> Exercise aim
Please report how many lines in the data underneath hold the word "offset", with no other text.

> Extracted records

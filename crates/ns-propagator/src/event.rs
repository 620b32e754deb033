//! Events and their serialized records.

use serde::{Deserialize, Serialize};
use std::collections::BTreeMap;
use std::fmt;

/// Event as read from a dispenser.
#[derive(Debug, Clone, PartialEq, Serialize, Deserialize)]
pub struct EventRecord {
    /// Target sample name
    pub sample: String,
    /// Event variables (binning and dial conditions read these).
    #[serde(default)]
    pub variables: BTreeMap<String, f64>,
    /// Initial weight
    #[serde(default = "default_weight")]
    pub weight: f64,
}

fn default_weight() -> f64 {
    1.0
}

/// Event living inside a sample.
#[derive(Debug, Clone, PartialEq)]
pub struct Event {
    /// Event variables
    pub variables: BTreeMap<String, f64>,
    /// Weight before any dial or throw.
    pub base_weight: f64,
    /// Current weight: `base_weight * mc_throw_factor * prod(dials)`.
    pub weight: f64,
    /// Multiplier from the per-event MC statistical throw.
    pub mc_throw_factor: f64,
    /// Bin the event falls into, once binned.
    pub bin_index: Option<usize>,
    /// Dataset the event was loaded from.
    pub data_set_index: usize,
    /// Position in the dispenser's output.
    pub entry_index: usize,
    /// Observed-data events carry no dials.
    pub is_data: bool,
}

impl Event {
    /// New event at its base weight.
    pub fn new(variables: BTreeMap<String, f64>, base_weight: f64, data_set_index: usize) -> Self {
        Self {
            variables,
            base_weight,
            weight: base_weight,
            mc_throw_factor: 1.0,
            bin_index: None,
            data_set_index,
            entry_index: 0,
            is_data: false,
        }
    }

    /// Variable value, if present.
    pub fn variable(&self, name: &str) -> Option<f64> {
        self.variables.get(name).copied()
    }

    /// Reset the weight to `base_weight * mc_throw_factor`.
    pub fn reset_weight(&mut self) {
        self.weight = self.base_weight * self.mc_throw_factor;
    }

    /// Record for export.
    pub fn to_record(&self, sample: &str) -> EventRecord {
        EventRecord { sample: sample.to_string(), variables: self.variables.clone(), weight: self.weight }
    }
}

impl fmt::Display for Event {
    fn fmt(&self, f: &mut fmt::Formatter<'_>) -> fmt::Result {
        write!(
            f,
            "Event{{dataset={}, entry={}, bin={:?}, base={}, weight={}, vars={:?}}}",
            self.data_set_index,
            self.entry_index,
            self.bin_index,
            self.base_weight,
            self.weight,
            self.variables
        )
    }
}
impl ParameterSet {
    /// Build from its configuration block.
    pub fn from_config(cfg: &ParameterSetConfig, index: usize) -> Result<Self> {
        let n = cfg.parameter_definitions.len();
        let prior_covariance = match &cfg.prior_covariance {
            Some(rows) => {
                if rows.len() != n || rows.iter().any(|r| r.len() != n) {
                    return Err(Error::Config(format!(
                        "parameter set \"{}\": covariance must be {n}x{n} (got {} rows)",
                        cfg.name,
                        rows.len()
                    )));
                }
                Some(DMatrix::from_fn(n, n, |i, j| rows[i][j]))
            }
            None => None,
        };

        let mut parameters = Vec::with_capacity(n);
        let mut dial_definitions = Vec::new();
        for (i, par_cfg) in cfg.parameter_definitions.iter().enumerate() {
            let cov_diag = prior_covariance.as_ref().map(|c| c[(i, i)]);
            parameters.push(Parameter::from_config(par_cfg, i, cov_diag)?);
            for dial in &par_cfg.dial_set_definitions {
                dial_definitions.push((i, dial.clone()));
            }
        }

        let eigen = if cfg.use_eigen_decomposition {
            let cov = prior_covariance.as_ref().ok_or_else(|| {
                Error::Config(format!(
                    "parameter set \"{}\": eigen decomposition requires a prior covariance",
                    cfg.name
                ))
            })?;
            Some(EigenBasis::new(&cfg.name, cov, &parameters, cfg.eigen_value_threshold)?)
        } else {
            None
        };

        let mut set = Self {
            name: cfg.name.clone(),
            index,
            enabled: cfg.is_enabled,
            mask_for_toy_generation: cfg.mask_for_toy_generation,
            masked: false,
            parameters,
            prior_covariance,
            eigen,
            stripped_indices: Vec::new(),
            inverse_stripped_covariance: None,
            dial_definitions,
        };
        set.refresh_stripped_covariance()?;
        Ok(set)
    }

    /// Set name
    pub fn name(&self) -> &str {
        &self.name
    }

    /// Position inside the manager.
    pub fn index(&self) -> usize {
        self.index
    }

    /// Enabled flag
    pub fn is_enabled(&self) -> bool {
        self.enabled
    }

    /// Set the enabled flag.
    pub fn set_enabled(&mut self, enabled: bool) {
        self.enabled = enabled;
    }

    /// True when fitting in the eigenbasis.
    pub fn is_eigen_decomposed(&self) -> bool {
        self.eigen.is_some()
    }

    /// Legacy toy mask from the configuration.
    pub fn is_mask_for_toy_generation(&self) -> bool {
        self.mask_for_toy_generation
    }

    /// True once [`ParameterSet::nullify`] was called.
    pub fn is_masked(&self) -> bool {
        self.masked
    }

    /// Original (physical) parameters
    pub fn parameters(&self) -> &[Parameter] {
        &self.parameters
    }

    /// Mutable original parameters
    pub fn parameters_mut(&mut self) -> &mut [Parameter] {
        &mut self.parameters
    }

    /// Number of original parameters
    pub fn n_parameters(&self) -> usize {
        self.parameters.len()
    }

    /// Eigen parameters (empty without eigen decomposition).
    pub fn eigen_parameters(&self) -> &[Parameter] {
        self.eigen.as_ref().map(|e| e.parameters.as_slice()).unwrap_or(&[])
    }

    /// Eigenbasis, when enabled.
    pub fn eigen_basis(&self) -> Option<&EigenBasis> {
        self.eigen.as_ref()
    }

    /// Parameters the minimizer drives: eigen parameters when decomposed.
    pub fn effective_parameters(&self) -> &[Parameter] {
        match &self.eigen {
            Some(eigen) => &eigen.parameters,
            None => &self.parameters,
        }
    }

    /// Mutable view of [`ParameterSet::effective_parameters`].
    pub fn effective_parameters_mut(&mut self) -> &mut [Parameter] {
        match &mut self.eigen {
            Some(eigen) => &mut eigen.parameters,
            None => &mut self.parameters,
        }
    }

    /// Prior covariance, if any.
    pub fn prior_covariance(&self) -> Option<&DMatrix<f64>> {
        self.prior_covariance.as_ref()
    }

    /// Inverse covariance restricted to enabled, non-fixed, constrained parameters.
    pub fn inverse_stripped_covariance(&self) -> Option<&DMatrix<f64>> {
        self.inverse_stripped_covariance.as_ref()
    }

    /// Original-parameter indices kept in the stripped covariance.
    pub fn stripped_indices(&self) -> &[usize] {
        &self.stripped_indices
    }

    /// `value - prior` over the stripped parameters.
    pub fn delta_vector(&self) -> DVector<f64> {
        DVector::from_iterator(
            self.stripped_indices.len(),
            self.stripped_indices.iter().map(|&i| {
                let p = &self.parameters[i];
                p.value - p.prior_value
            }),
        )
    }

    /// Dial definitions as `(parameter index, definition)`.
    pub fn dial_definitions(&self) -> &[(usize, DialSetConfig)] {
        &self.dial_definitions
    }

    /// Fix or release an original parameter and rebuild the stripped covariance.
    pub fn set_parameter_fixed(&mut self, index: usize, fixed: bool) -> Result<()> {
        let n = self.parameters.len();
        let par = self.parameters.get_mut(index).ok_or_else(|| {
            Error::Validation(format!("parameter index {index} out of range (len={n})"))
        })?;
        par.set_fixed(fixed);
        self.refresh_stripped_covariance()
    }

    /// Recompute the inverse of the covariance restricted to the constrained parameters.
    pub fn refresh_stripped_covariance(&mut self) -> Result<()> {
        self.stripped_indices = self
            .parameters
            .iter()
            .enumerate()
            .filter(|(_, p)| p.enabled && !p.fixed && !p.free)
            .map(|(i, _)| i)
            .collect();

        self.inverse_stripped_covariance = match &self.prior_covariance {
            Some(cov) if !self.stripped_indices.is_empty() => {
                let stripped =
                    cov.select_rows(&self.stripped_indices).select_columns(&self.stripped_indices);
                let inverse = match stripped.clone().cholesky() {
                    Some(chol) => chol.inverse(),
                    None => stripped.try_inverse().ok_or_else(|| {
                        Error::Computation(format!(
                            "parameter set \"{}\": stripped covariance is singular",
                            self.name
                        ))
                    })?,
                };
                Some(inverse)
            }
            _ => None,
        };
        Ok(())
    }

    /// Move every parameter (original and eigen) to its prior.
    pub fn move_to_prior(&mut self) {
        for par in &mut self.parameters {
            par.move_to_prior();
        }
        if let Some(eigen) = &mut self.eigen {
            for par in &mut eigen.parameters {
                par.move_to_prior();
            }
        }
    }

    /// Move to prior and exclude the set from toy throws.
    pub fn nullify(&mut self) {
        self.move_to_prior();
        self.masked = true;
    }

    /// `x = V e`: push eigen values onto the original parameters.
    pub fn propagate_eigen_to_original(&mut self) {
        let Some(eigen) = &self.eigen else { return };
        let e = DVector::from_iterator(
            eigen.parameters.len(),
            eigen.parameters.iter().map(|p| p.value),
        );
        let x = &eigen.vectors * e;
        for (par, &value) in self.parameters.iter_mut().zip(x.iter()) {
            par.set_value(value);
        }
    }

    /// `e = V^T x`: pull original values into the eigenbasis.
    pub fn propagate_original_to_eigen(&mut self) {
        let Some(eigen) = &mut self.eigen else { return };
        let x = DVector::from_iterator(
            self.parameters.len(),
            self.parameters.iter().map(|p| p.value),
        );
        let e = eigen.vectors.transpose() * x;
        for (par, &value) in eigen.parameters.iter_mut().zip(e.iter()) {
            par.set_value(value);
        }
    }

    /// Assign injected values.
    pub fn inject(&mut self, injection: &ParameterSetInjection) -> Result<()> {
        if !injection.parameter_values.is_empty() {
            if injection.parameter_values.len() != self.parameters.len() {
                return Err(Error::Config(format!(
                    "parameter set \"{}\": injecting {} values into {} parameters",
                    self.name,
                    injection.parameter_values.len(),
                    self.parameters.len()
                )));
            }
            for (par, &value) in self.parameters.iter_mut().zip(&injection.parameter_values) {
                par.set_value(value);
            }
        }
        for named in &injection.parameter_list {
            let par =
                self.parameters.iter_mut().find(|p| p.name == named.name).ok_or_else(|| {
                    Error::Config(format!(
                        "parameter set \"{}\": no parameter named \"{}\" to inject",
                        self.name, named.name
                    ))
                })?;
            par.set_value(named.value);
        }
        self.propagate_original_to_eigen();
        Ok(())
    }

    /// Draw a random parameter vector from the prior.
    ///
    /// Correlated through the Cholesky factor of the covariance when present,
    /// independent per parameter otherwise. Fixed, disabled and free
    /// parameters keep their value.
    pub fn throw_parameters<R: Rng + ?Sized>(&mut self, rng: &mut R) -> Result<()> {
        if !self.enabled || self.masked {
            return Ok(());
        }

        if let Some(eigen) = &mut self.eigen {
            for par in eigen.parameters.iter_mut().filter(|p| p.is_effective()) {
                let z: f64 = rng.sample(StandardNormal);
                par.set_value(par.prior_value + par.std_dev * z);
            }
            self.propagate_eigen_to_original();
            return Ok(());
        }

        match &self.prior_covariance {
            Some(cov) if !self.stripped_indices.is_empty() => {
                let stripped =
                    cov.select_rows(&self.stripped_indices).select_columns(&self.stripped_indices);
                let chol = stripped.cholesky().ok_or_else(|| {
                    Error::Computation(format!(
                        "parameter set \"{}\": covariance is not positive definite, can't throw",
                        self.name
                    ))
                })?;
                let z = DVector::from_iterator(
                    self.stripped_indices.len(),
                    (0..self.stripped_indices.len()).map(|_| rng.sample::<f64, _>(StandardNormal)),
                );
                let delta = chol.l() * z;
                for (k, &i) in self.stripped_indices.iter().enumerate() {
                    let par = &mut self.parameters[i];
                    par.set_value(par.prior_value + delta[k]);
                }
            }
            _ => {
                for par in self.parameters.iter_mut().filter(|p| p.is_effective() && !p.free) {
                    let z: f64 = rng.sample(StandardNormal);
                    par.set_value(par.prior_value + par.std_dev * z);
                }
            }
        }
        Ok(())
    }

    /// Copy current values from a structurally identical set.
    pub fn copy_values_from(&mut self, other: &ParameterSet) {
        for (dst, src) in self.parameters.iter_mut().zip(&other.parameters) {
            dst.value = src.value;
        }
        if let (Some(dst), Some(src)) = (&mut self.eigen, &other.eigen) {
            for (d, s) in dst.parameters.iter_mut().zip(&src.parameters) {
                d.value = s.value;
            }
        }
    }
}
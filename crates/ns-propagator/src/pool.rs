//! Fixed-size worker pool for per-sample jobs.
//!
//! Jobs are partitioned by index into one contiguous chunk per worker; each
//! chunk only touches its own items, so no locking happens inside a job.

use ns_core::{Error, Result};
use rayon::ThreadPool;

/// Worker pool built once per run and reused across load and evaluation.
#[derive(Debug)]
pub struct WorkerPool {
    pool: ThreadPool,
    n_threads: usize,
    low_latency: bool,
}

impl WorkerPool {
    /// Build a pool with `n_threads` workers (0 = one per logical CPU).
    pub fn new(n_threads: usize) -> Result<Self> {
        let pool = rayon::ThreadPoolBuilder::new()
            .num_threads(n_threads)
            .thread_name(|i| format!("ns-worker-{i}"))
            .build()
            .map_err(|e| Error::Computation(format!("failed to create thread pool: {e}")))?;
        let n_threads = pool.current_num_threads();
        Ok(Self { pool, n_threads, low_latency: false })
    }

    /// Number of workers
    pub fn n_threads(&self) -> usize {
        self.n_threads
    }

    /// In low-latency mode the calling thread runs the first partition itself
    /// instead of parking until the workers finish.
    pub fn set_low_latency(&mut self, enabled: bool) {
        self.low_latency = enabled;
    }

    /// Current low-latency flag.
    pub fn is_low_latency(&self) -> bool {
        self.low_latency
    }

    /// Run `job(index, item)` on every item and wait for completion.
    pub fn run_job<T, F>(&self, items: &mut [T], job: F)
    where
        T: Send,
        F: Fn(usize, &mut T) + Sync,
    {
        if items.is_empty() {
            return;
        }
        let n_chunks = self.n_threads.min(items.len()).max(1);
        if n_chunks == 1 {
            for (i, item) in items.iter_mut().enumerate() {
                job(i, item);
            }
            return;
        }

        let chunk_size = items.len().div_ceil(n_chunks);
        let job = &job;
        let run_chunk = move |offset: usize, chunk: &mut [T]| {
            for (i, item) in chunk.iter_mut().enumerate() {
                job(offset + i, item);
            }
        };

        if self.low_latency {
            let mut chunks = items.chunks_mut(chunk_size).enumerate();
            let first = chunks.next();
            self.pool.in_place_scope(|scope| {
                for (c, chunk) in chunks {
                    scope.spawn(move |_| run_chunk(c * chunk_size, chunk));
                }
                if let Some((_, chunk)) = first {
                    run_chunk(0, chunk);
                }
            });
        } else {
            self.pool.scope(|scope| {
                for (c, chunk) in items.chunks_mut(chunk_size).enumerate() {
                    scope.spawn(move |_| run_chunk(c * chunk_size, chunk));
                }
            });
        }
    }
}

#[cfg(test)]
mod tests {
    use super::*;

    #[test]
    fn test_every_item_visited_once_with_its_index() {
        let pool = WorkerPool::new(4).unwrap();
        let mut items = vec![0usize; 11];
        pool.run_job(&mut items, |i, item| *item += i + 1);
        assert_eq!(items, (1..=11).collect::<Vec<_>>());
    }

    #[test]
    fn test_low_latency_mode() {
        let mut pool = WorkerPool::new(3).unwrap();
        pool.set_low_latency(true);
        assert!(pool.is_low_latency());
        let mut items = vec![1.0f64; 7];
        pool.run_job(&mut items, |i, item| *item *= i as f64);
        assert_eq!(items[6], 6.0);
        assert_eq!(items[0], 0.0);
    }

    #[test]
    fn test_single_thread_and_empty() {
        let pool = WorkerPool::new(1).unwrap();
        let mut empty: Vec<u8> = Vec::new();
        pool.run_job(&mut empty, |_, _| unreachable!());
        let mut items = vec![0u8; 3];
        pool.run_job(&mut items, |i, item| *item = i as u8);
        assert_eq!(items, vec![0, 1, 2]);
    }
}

> Written solution
2